64% requested the ability to delete or modify information anywhere on your phone!
17% asked to track your location
11% sought to switch on your smartphone camera!
54% stated they could use your personal information in aggregated data reports (Use of personal information’ ie. like patient identification data, in aggregated data reports like published scientific articles has always been a big”No-No” since medical researchers started using computers. Only “de-identified” patient data has been the accepted standard for use. )
Most of this private policy information was in the fine print of the user’s agreement that no one ever reads which we just check off with “agree” rather than “decline”. If you read the fine print well enough or scroll down to the very bottom of the app screen some of the apps gave you a choice to opt out from three “sharing” elements:
31% allowed you to opt out of receiving cookies
22% allowed you to nix receive emails related to the app content
11% allowed you to block receiving marketing information and materials.

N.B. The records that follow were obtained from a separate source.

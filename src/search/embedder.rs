use crate::core::error::{Error, Result};
use sha2::{Digest, Sha256};
use std::sync::Arc;

/// Default dimensionality of the built-in hashing embedder
pub const DEFAULT_HASHING_DIMS: usize = 384;

/// Embedding capability injected into the partitioned store.
///
/// Implementations must be deterministic for a given model id: vectors from
/// different models are not comparable, so a model change forces a re-index.
pub trait Embedder: Send + Sync {
    /// Identifier of the model producing the vectors
    fn model_id(&self) -> &str;

    /// Embed a batch of texts, returning one vector per input in order
    fn embed(&self, texts: &[String]) -> Result<Vec<Vec<f32>>>;
}

/// Feature-hashing bag-of-words embedder.
///
/// Each lowercase alphanumeric token is hashed with SHA-256 into a bucket and
/// a sign; the resulting vector is L2 normalized. Needs no model download,
/// which also makes it the stub used throughout the tests.
#[derive(Debug, Clone)]
pub struct HashingEmbedder {
    model_id: String,
    dims: usize,
}

impl HashingEmbedder {
    pub fn new(dims: usize) -> Self {
        let dims = dims.max(1);
        Self {
            model_id: format!("hashing-{}", dims),
            dims,
        }
    }

    pub fn dims(&self) -> usize {
        self.dims
    }

    fn embed_one(&self, text: &str) -> Vec<f32> {
        let mut vector = vec![0.0f32; self.dims];
        for token in tokenize(text) {
            let digest = Sha256::digest(token.as_bytes());
            let mut bucket = [0u8; 8];
            bucket.copy_from_slice(&digest[..8]);
            let slot = (u64::from_le_bytes(bucket) % self.dims as u64) as usize;
            let sign = if digest[8] & 1 == 0 { 1.0 } else { -1.0 };
            vector[slot] += sign;
        }

        let norm = vector.iter().map(|x| x * x).sum::<f32>().sqrt();
        if norm > 0.0 {
            vector.iter_mut().for_each(|x| *x /= norm);
        }
        vector
    }
}

impl Default for HashingEmbedder {
    fn default() -> Self {
        Self::new(DEFAULT_HASHING_DIMS)
    }
}

impl Embedder for HashingEmbedder {
    fn model_id(&self) -> &str {
        &self.model_id
    }

    fn embed(&self, texts: &[String]) -> Result<Vec<Vec<f32>>> {
        Ok(texts.iter().map(|text| self.embed_one(text)).collect())
    }
}

fn tokenize(text: &str) -> impl Iterator<Item = String> + '_ {
    text.split(|c: char| !c.is_alphanumeric())
        .filter(|token| !token.is_empty())
        .map(str::to_lowercase)
}

/// Build the embedder named by the configured model identifier.
///
/// Built-in identifiers are `hashing` and `hashing-<dims>`; other backends
/// are injected through [`Embedder`] by library users.
pub fn embedder_for_model(model_id: &str) -> Result<Arc<dyn Embedder>> {
    let model_id = model_id.trim();
    if model_id == "hashing" {
        return Ok(Arc::new(HashingEmbedder::default()));
    }
    if let Some(dims) = model_id.strip_prefix("hashing-") {
        return match dims.parse::<usize>() {
            Ok(dims) if dims > 0 => Ok(Arc::new(HashingEmbedder::new(dims))),
            _ => Err(Error::Config(format!(
                "Invalid hashing embedder dimensions in '{}'",
                model_id
            ))),
        };
    }
    Err(Error::Config(format!(
        "Unsupported embedding model '{}' (built-in models: hashing, hashing-<dims>)",
        model_id
    )))
}

#[cfg(test)]
mod tests {
    use super::*;

    fn dot(a: &[f32], b: &[f32]) -> f32 {
        a.iter().zip(b).map(|(x, y)| x * y).sum()
    }

    #[test]
    fn test_embeddings_are_deterministic_and_normalized() {
        let embedder = HashingEmbedder::new(64);
        let texts = vec!["Budget report for Q3".to_string(), "budget REPORT for q3".to_string()];
        let vectors = embedder.embed(&texts).unwrap();
        assert_eq!(vectors.len(), 2);
        assert_eq!(vectors[0].len(), 64);
        assert_eq!(vectors[0], vectors[1]);
        assert!((dot(&vectors[0], &vectors[0]) - 1.0).abs() < 1e-5);
    }

    #[test]
    fn test_shared_tokens_are_closer() {
        let embedder = HashingEmbedder::default();
        let v = embedder
            .embed(&[
                "quarterly budget report".to_string(),
                "budget report draft".to_string(),
                "grocery list bananas".to_string(),
            ])
            .unwrap();
        assert!(dot(&v[0], &v[1]) > dot(&v[0], &v[2]));
    }

    #[test]
    fn test_empty_text_is_zero_vector() {
        let embedder = HashingEmbedder::new(8);
        let v = embedder.embed(&["  ...  ".to_string()]).unwrap();
        assert!(v[0].iter().all(|x| *x == 0.0));
    }

    #[test]
    fn test_embedder_for_model() {
        assert_eq!(embedder_for_model("hashing").unwrap().model_id(), "hashing-384");
        assert_eq!(embedder_for_model("hashing-32").unwrap().model_id(), "hashing-32");
        assert!(embedder_for_model("hashing-0").is_err());
        assert!(embedder_for_model("all-MiniLM-L6-v2").is_err());
    }
}
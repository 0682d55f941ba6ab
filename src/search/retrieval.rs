use crate::core::config::{MissingTierPolicy, PrivacySettings};
use crate::core::tier::{PrivacyTier, TierSet};
use crate::storage::partitions::{PartitionedStore, SearchResult};
use std::sync::Arc;

/// Separator placed between results in a context block
pub const CONTEXT_SEPARATOR: &str = "\n\n---\n\n";

/// Privacy-scoped search over the partitioned store.
pub struct RetrievalEngine {
    store: Arc<PartitionedStore>,
    work_terms: Vec<String>,
    missing_tier_policy: MissingTierPolicy,
    max_results: usize,
}

impl RetrievalEngine {
    pub fn new(store: Arc<PartitionedStore>, privacy: &PrivacySettings, max_results: usize) -> Self {
        Self {
            store,
            work_terms: privacy
                .work_terms
                .iter()
                .map(|term| term.trim().to_lowercase())
                .filter(|term| !term.is_empty())
                .collect(),
            missing_tier_policy: privacy.missing_tier_policy,
            max_results,
        }
    }

    /// Tiers a query may read given its context hint.
    ///
    /// Public and personal always; work when the hint mentions a work term;
    /// private never.
    pub fn resolve_accessible_tiers(&self, context_hint: &str) -> TierSet {
        let mut tiers = TierSet::from_iter([PrivacyTier::Public, PrivacyTier::Personal]);
        let hint = context_hint.to_lowercase();
        if self.work_terms.iter().any(|term| hint.contains(term.as_str())) {
            tiers.insert(PrivacyTier::Work);
        }
        tiers
    }

    pub fn search(&self, query: &str, context_hint: &str) -> Vec<SearchResult> {
        self.search_in(query, self.resolve_accessible_tiers(context_hint))
    }

    /// Search an explicit tier set. Explicit sets are the only way to read `private`.
    ///
    /// Never fails: a store error is logged and yields no results.
    pub fn search_in(&self, query: &str, tiers: TierSet) -> Vec<SearchResult> {
        self.search_limited(query, tiers, self.max_results)
    }

    /// [`RetrievalEngine::search_in`] with a caller-chosen result limit
    pub fn search_limited(&self, query: &str, tiers: TierSet, limit: usize) -> Vec<SearchResult> {
        let results = match self.store.search(query, tiers, limit) {
            Ok(results) => results,
            Err(e) => {
                tracing::error!(error = %e, "search failed");
                return Vec::new();
            }
        };

        results
            .into_iter()
            .filter(|result| self.is_visible(result, tiers))
            .collect()
    }

    /// Second pass over store results, keyed on the tier recorded in each document
    fn is_visible(&self, result: &SearchResult, tiers: TierSet) -> bool {
        match result.document.tier() {
            Some(tier) => tiers.contains(tier),
            None => {
                tracing::debug!(id = result.id.as_str(), "result has no tier metadata");
                self.missing_tier_policy == MissingTierPolicy::Include
            }
        }
    }

    /// Formatted context for the top results, or an empty string when nothing matched
    pub fn get_context(&self, query: &str, context_hint: &str) -> String {
        format_context(&self.search(query, context_hint))
    }
}

pub fn format_context(results: &[SearchResult]) -> String {
    results
        .iter()
        .map(|result| {
            format!(
                "from {}:\n{}",
                result.document.metadata.source_name, result.document.content
            )
        })
        .collect::<Vec<_>>()
        .join(CONTEXT_SEPARATOR)
}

Scant “protection” to say the least.
Health apps are not subject to federal HIPAA rules designed to protect the confidentiality of health information. App sponsors are free to trade, sell, and use in any way the personal health data they collect from their apps on your smartphone. Health apps are completely unregulated. If you are at all nervous about sharing health and personal data, be careful about what you download.
1.Boston Globe, March 14, 2016, p. 12, Eric Boodman
2. JAMA. March 8, 2016;315(10):1051-1052.